Return every line of the entries that includes the word "members".

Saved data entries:
□ □ □ □
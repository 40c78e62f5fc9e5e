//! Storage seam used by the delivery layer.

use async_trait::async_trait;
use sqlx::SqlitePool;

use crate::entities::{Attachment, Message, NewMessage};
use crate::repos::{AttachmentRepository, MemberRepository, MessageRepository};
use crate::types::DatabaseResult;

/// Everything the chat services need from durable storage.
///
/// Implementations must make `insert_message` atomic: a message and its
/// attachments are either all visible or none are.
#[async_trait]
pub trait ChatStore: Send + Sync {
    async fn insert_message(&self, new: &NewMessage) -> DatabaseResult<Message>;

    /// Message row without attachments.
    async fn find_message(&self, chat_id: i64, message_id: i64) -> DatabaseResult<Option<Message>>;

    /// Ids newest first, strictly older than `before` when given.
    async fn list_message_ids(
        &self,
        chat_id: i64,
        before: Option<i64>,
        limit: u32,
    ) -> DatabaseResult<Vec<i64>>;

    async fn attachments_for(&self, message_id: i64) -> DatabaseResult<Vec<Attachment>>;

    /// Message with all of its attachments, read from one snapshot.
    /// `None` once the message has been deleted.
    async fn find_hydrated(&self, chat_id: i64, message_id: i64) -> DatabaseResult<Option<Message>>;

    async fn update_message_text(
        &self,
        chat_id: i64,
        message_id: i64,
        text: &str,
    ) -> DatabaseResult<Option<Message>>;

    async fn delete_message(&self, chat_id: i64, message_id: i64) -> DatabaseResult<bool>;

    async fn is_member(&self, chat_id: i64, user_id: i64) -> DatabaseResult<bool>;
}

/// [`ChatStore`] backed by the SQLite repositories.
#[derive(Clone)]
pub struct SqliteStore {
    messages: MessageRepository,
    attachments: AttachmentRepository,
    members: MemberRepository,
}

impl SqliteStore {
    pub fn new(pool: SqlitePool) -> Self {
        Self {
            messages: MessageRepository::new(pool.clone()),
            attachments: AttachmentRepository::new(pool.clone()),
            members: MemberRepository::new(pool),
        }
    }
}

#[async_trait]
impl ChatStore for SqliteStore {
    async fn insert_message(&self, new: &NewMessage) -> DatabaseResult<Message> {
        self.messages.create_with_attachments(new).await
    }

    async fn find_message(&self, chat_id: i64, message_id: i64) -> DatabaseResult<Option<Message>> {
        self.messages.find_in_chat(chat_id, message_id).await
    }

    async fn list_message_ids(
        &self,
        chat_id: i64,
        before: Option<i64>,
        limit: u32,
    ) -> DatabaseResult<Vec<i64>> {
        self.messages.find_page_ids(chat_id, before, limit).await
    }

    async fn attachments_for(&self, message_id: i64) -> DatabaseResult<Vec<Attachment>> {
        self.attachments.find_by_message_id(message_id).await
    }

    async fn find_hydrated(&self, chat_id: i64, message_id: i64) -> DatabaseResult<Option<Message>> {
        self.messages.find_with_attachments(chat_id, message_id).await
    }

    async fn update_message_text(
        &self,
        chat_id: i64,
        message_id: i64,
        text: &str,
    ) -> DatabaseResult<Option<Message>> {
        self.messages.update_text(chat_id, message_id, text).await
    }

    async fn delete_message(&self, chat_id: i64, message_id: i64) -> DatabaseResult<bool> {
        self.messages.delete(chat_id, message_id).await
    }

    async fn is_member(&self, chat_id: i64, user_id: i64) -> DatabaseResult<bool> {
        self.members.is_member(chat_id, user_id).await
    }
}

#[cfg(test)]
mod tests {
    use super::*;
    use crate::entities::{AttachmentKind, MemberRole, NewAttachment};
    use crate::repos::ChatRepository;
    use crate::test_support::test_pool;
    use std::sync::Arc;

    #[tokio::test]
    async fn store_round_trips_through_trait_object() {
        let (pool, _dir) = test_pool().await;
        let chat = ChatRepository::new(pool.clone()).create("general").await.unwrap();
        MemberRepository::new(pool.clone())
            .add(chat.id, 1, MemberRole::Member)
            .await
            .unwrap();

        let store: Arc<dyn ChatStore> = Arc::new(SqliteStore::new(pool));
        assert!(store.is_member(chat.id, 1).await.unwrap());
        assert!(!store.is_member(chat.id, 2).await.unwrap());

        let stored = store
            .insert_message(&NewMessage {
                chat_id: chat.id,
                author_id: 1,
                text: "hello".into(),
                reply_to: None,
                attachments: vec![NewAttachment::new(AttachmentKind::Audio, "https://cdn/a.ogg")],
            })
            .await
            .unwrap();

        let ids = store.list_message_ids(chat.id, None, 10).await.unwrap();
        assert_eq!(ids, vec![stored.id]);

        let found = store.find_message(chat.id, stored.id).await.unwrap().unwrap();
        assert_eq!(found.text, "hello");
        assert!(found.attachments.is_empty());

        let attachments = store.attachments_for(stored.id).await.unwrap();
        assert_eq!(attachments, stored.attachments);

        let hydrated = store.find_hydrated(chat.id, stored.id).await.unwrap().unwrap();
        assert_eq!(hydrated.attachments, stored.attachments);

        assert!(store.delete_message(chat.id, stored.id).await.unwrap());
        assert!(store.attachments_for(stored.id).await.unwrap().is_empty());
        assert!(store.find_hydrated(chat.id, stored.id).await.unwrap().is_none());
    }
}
□ □ □ □
Result for this task -
    members: MemberRepository,
            members: MemberRepository::new(pool),
        self.members.is_member(chat_id, user_id).await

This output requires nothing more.